For developing the RBF network, various data ratios (from 5% to 95% with 5% increments) were selected to train the model, and the optimum ratio was determined. Different spread values, from 0.1 to 5.0 with 0.1 incremental steps, were examined for each ratio. The optimum spread is the spread in which the minimum error occurs (Figure 8). By increasing the percentage of the data used in the training stage, the mean absolute error (MAE) decreased. The minimum MAE, which was 2.7%, occurred when 85% of the data was used in the training stage, and the corresponding optimum spread was 2.9% (Figure 8(a) and 8(b)).
For comparing the MLP and RBF networks' performance, although the MLP model yielded lower errors, the benefits of utilizing the RBF network are undeniable. Contrary to MLPs, RBF networks could be utilized for data-driven modeling when the number of observations (size of the training dataset) is limited. Besides, the error of the RBFs would approach zero by increasing the number of observational data. These neural networks could estimate soil moisture in other sampling points with the same soil texture. However, the model should be recalibrated to use the proposed method in a region with different geologic structures.
Regionalizing soil moisture
Semivariograms were presented in Figure 9(a) and 9(b) to regionalize gravimetrically and quantified soil moisture data by the OK method.
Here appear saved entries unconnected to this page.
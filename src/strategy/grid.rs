//! Ordered (grid) enumeration strategy.

use crate::error::Result;
use crate::space::{Assignment, SearchSpace};
use crate::strategy::{apply_cap, Strategy};

/// Visits the cartesian product in the expander's deterministic order.
///
/// The order is lexicographic by parameter declaration order, then by
/// value order within each parameter. An optional `max_iterations` cap
/// limits the sweep to a prefix of that ordering.
///
/// # Examples
///
/// ```
/// use paramsweep::strategy::GridStrategy;
///
/// // Exhaustive sweep
/// let strategy = GridStrategy::new();
///
/// // Visit at most 100 assignments
/// let strategy = GridStrategy::builder().max_iterations(100).build();
/// ```
#[derive(Clone, Debug, Default)]
pub struct GridStrategy {
    max_iterations: Option<usize>,
}

impl GridStrategy {
    /// Creates an exhaustive grid strategy with no iteration cap.
    #[must_use]
    pub fn new() -> Self {
        Self {
            max_iterations: None,
        }
    }

    /// Returns a builder for configuring a `GridStrategy`.
    #[must_use]
    pub fn builder() -> GridStrategyBuilder {
        GridStrategyBuilder::new()
    }
}

impl Strategy for GridStrategy {
    fn enumerate(&self, space: &SearchSpace) -> Result<Vec<Assignment>> {
        Ok(apply_cap(space.expand()?, self.max_iterations))
    }
}

/// Builder for configuring a [`GridStrategy`].
#[derive(Clone, Debug, Default)]
pub struct GridStrategyBuilder {
    max_iterations: Option<usize>,
}

impl GridStrategyBuilder {
    /// Creates a builder with no iteration cap.
    #[must_use]
    pub fn new() -> Self {
        Self::default()
    }

    /// Caps the sweep at `n` assignments.
    ///
    /// A cap of zero yields an empty sweep; a cap exceeding the space's
    /// cardinality is effectively clamped to the cardinality.
    #[must_use]
    pub fn max_iterations(mut self, n: usize) -> Self {
        self.max_iterations = Some(n);
        self
    }

    /// Builds the configured [`GridStrategy`].
    #[must_use]
    pub fn build(self) -> GridStrategy {
        GridStrategy {
            max_iterations: self.max_iterations,
        }
    }
}

#[cfg(test)]
mod tests {
    use std::collections::BTreeSet;

    use serde_json::json;

    use super::*;

    fn space() -> SearchSpace {
        SearchSpace::new()
            .param("x", [json!(0), json!(1), json!(2)])
            .param("y", [json!("a"), json!("b")])
    }

    #[test]
    fn test_visits_full_product_exactly_once() {
        let strategy = GridStrategy::new();
        let visited = strategy.enumerate(&space()).unwrap();
        assert_eq!(visited.len(), 6);

        let unique: BTreeSet<String> = visited
            .iter()
            .map(|a| serde_json::to_string(a).unwrap())
            .collect();
        assert_eq!(unique.len(), 6);
    }

    #[test]
    fn test_order_is_deterministic() {
        let strategy = GridStrategy::new();
        let first = strategy.enumerate(&space()).unwrap();
        let second = strategy.enumerate(&space()).unwrap();
        assert_eq!(first, second);

        // Last-declared parameter varies fastest.
        assert_eq!(first[0]["x"], json!(0));
        assert_eq!(first[0]["y"], json!("a"));
        assert_eq!(first[1]["x"], json!(0));
        assert_eq!(first[1]["y"], json!("b"));
        assert_eq!(first[2]["x"], json!(1));
    }

    #[test]
    fn test_cap_limits_to_prefix() {
        let full = GridStrategy::new().enumerate(&space()).unwrap();
        let capped = GridStrategy::builder()
            .max_iterations(4)
            .build()
            .enumerate(&space())
            .unwrap();
        assert_eq!(capped, full[..4]);
    }

    #[test]
    fn test_cap_zero_yields_empty() {
        let visited = GridStrategy::builder()
            .max_iterations(0)
            .build()
            .enumerate(&space())
            .unwrap();
        assert!(visited.is_empty());
    }

    #[test]
    fn test_cap_exceeding_size_is_clamped() {
        let visited = GridStrategy::builder()
            .max_iterations(1000)
            .build()
            .enumerate(&space())
            .unwrap();
        assert_eq!(visited.len(), 6);
    }

    #[test]
    fn test_empty_candidate_list_fails() {
        let broken = SearchSpace::new().param("x", []);
        assert!(GridStrategy::new().enumerate(&broken).is_err());
    }
}
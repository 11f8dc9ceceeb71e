#[derive(Debug, thiserror::Error)]
pub enum Error {
    /// Returned when a parameter in the search space has no candidate values.
    #[error("parameter '{name}' has an empty candidate list")]
    EmptyCandidates {
        /// The name of the offending parameter.
        name: String,
    },

    /// Returned when the evaluation callback fails for an assignment.
    ///
    /// The failure aborts the run; no partial record is written for the
    /// assignment that failed.
    #[error("evaluation failed: {0}")]
    Evaluation(String),

    /// Returned when the result store cannot write or read the run history.
    #[error("storage error: {0}")]
    Storage(String),

    /// Returned when the progress reporter cannot render its artifact.
    #[error("report error: {0}")]
    Report(String),
}

pub type Result<T> = core::result::Result<T, Error>;
//! Durable backing for the run history.
//!
//! The [`ResultStore`] trait defines how the ordered [`Record`] history
//! is persisted and reloaded. The driver overwrites the full history
//! after every evaluation, so any prefix of a run is always fully
//! recoverable from durable storage.
//!
//! # Available backends
//!
//! | Backend | Description |
//! |---------|-------------|
//! | [`CsvStore`] | One CSV file, one row per record (the default) |
//! | [`MemoryStore`] | In-memory `Vec` behind a read-write lock, for tests |
//!
//! A store must never reorder or deduplicate records: history order is
//! evaluation order, and the best-so-far progress curve depends on it.

mod csv;
mod memory;

pub use csv::CsvStore;
pub use memory::MemoryStore;

use std::path::PathBuf;

use crate::error::Result;
use crate::record::Record;

/// Stores and reloads the ordered run history.
pub trait ResultStore {
    /// Overwrites the store with the full record history.
    ///
    /// This is an idempotent full overwrite, not a delta append: writing
    /// the same records twice leaves the store unchanged. Returns the
    /// location the history was written to.
    ///
    /// # Errors
    ///
    /// Returns [`Storage`](crate::Error::Storage) if the history cannot
    /// be written.
    fn write_all(&self, records: &[Record]) -> Result<PathBuf>;

    /// Reloads the full record history, field-for-field and in the order
    /// it was written.
    ///
    /// A store that has never been written reads back as empty.
    ///
    /// # Errors
    ///
    /// Returns [`Storage`](crate::Error::Storage) if the history cannot
    /// be read or parsed.
    fn read_all(&self) -> Result<Vec<Record>>;
}
//! CSV-backed result store.

use std::collections::BTreeSet;
use std::path::{Path, PathBuf};

use serde_json::Value;

use crate::error::{Error, Result};
use crate::record::Record;
use crate::space::Assignment;
use crate::store::ResultStore;

/// A result store backed by a single CSV file.
///
/// Each row is one [`Record`]. Columns are the union of parameter names
/// seen across the history (sorted), followed by `error` and `info`.
/// Cells hold compact JSON so that structured candidate values and the
/// auxiliary `info` payload survive the round trip exactly — a string
/// `"10"` reads back as a string, not a number.
///
/// [`write_all`](ResultStore::write_all) replaces the whole file;
/// [`read_all`](ResultStore::read_all) returns an empty history if the
/// file does not exist yet.
///
/// # Examples
///
/// ```no_run
/// use paramsweep::store::CsvStore;
///
/// let store = CsvStore::new("reports/hpo_results.csv");
/// ```
#[derive(Clone, Debug)]
pub struct CsvStore {
    path: PathBuf,
}

impl CsvStore {
    /// Creates a store that writes to the given path.
    ///
    /// The file does not need to exist yet; parent directories are
    /// created on the first write.
    #[must_use]
    pub fn new(path: impl AsRef<Path>) -> Self {
        Self {
            path: path.as_ref().to_path_buf(),
        }
    }

    /// Returns the path the store writes to.
    #[must_use]
    pub fn path(&self) -> &Path {
        &self.path
    }
}

impl ResultStore for CsvStore {
    fn write_all(&self, records: &[Record]) -> Result<PathBuf> {
        if let Some(parent) = self.path.parent() {
            if !parent.as_os_str().is_empty() {
                std::fs::create_dir_all(parent)
                    .map_err(|e| Error::Storage(e.to_string()))?;
            }
        }
        let contents = render_csv(records)?;
        std::fs::write(&self.path, contents).map_err(|e| Error::Storage(e.to_string()))?;
        Ok(self.path.clone())
    }

    fn read_all(&self) -> Result<Vec<Record>> {
        let contents = match std::fs::read_to_string(&self.path) {
            Ok(s) => s,
            Err(e) if e.kind() == std::io::ErrorKind::NotFound => return Ok(Vec::new()),
            Err(e) => return Err(Error::Storage(e.to_string())),
        };
        parse_csv(&contents)
    }
}

/// Render records as CSV text with JSON-encoded cells.
fn render_csv(records: &[Record]) -> Result<String> {
    use core::fmt::Write as _;

    // Union of parameter names across the history, sorted for a
    // deterministic column order.
    let mut param_names: BTreeSet<&str> = BTreeSet::new();
    for record in records {
        for name in record.params.keys() {
            param_names.insert(name);
        }
    }

    let mut out = String::new();
    for name in &param_names {
        let _ = write!(out, "{},", csv_escape(name));
    }
    out.push_str("error,info\n");

    for record in records {
        for name in &param_names {
            if let Some(value) = record.params.get(*name) {
                let cell = serde_json::to_string(value)
                    .map_err(|e| Error::Storage(e.to_string()))?;
                let _ = write!(out, "{}", csv_escape(&cell));
            }
            out.push(',');
        }
        let info_cell =
            serde_json::to_string(&record.info).map_err(|e| Error::Storage(e.to_string()))?;
        let _ = write!(out, "{},{}", record.error, csv_escape(&info_cell));
        out.push('\n');
    }

    Ok(out)
}

/// Parse CSV text produced by [`render_csv`] back into records.
fn parse_csv(contents: &str) -> Result<Vec<Record>> {
    let mut rows = split_rows(contents).into_iter();
    let Some(header) = rows.next() else {
        return Ok(Vec::new());
    };

    // The last two columns are always `error` and `info`.
    if header.len() < 2 {
        return Err(Error::Storage("malformed CSV header".to_string()));
    }
    let n_params = header.len() - 2;
    let param_names = &header[..n_params];

    let mut records = Vec::new();
    for row in rows {
        if row.len() != header.len() {
            return Err(Error::Storage(format!(
                "CSV row has {} cells, expected {}",
                row.len(),
                header.len()
            )));
        }

        let mut params = Assignment::new();
        for (name, cell) in param_names.iter().zip(&row) {
            if cell.is_empty() {
                continue;
            }
            let value: Value = serde_json::from_str(cell)
                .map_err(|e| Error::Storage(format!("bad cell for '{name}': {e}")))?;
            params.insert(name.clone(), value);
        }

        let error: f64 = row[n_params]
            .parse()
            .map_err(|e| Error::Storage(format!("bad error cell: {e}")))?;
        let info: Value = serde_json::from_str(&row[n_params + 1])
            .map_err(|e| Error::Storage(format!("bad info cell: {e}")))?;

        records.push(Record::new(params, error, info));
    }

    Ok(records)
}

/// Split CSV text into rows of unescaped cells.
///
/// Handles RFC 4180 quoting: quoted cells may contain commas, doubled
/// quotes, and newlines.
fn split_rows(contents: &str) -> Vec<Vec<String>> {
    let mut rows = Vec::new();
    let mut row = Vec::new();
    let mut cell = String::new();
    let mut in_quotes = false;
    let mut chars = contents.chars().peekable();

    while let Some(c) = chars.next() {
        if in_quotes {
            match c {
                '"' if chars.peek() == Some(&'"') => {
                    chars.next();
                    cell.push('"');
                }
                '"' => in_quotes = false,
                _ => cell.push(c),
            }
        } else {
            match c {
                '"' => in_quotes = true,
                ',' => row.push(core::mem::take(&mut cell)),
                '\n' => {
                    row.push(core::mem::take(&mut cell));
                    rows.push(core::mem::take(&mut row));
                }
                '\r' => {}
                _ => cell.push(c),
            }
        }
    }
    if !cell.is_empty() || !row.is_empty() {
        row.push(cell);
        rows.push(row);
    }

    rows
}

/// Escape a string for CSV output. If the value contains a comma, quote,
/// or newline, wrap it in double-quotes and double any embedded quotes.
fn csv_escape(s: &str) -> String {
    if s.contains(',') || s.contains('"') || s.contains('\n') || s.contains('\r') {
        format!("\"{}\"", s.replace('"', "\"\""))
    } else {
        s.to_string()
    }
}

#[cfg(test)]
mod tests {
    use serde_json::json;

    use super::*;

    fn record(x: Value, error: f64, info: Value) -> Record {
        Record::new([("x".to_string(), x)].into(), error, info)
    }

    fn temp_store(name: &str) -> CsvStore {
        CsvStore::new(std::env::temp_dir().join(name))
    }

    #[test]
    fn test_read_after_write_is_identical() {
        let store = temp_store("paramsweep_csv_round_trip.csv");
        let records = vec![
            record(json!(0.5), 1.25, json!({"epoch": 3})),
            record(json!("relu"), 0.75, json!(null)),
            record(json!([1, 2, 3]), 0.5, json!("converged")),
        ];

        store.write_all(&records).unwrap();
        assert_eq!(store.read_all().unwrap(), records);
    }

    #[test]
    fn test_write_all_is_idempotent() {
        let store = temp_store("paramsweep_csv_idempotent.csv");
        let records = vec![record(json!(1), 2.0, Value::Null)];

        store.write_all(&records).unwrap();
        store.write_all(&records).unwrap();
        assert_eq!(store.read_all().unwrap(), records);
    }

    #[test]
    fn test_string_and_number_cells_stay_distinct() {
        let store = temp_store("paramsweep_csv_typed.csv");
        let records = vec![record(json!("10"), 0.0, Value::Null), record(json!(10), 0.0, Value::Null)];

        store.write_all(&records).unwrap();
        let restored = store.read_all().unwrap();
        assert_eq!(restored[0].params["x"], json!("10"));
        assert_eq!(restored[1].params["x"], json!(10));
    }

    #[test]
    fn test_cells_with_commas_quotes_and_newlines() {
        let store = temp_store("paramsweep_csv_escaping.csv");
        let records = vec![record(
            json!("a,b \"quoted\"\nline two"),
            0.5,
            json!({"msg": "x,y"}),
        )];

        store.write_all(&records).unwrap();
        assert_eq!(store.read_all().unwrap(), records);
    }

    #[test]
    fn test_missing_file_reads_as_empty() {
        let store = temp_store("paramsweep_csv_never_written.csv");
        let _ = std::fs::remove_file(store.path());
        assert!(store.read_all().unwrap().is_empty());
    }

    #[test]
    fn test_empty_history_round_trips() {
        let store = temp_store("paramsweep_csv_empty.csv");
        store.write_all(&[]).unwrap();
        assert!(store.read_all().unwrap().is_empty());
    }

    #[test]
    fn test_preserves_order() {
        let store = temp_store("paramsweep_csv_order.csv");
        let records: Vec<Record> = (0..20)
            .map(|i| record(json!(i), f64::from(100 - i), Value::Null))
            .collect();

        store.write_all(&records).unwrap();
        let restored = store.read_all().unwrap();
        let xs: Vec<i64> = restored
            .iter()
            .map(|r| r.params["x"].as_i64().unwrap())
            .collect();
        assert_eq!(xs, (0..20).collect::<Vec<i64>>());
    }

    #[test]
    fn test_heterogeneous_param_sets_union_columns() {
        let store = temp_store("paramsweep_csv_union.csv");
        let records = vec![
            Record::new([("a".to_string(), json!(1))].into(), 0.1, Value::Null),
            Record::new([("b".to_string(), json!(2))].into(), 0.2, Value::Null),
        ];

        store.write_all(&records).unwrap();
        let restored = store.read_all().unwrap();
        assert_eq!(restored, records);
        assert!(!restored[0].params.contains_key("b"));
    }

    #[test]
    fn test_csv_escape_plain_string_unchanged() {
        assert_eq!(csv_escape("plain"), "plain");
    }

    #[test]
    fn test_csv_escape_quotes_doubled() {
        assert_eq!(csv_escape("say \"hi\""), "\"say \"\"hi\"\"\"");
    }
}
The Gaussian model was selected to model the spatial variability of soil moisture in both datasets. Depending on the criteria suggested by Cambardella et al. (1994), the spatial autocorrelation is considered as high if the nugget to sill ratio is less than 0.25, to be moderate if between 0.25 and 0.75, and to be low if higher than 0.75 (Dall'Agnol et al. 2020). In this study, the fitted semivariograms have nugget to sill ratios of 0.32 and 0.44 for gravimetric and quantified soil moisture data, respectively, demonstrating a moderate (close to high) spatial dependence in both cases. Compared to similar studies, Huaxing et al. (2009) results are consistent with this study. As far as spatial dependency is concerned, this paper has used moderate spatial autocorrelation, and Huaxing et al. (2009) used a moderate spatial dependency index.
The semivariograms of the major directional angle have the most extensive range compared to the other directions' semivariograms (Figure 9(c) and 9(d)).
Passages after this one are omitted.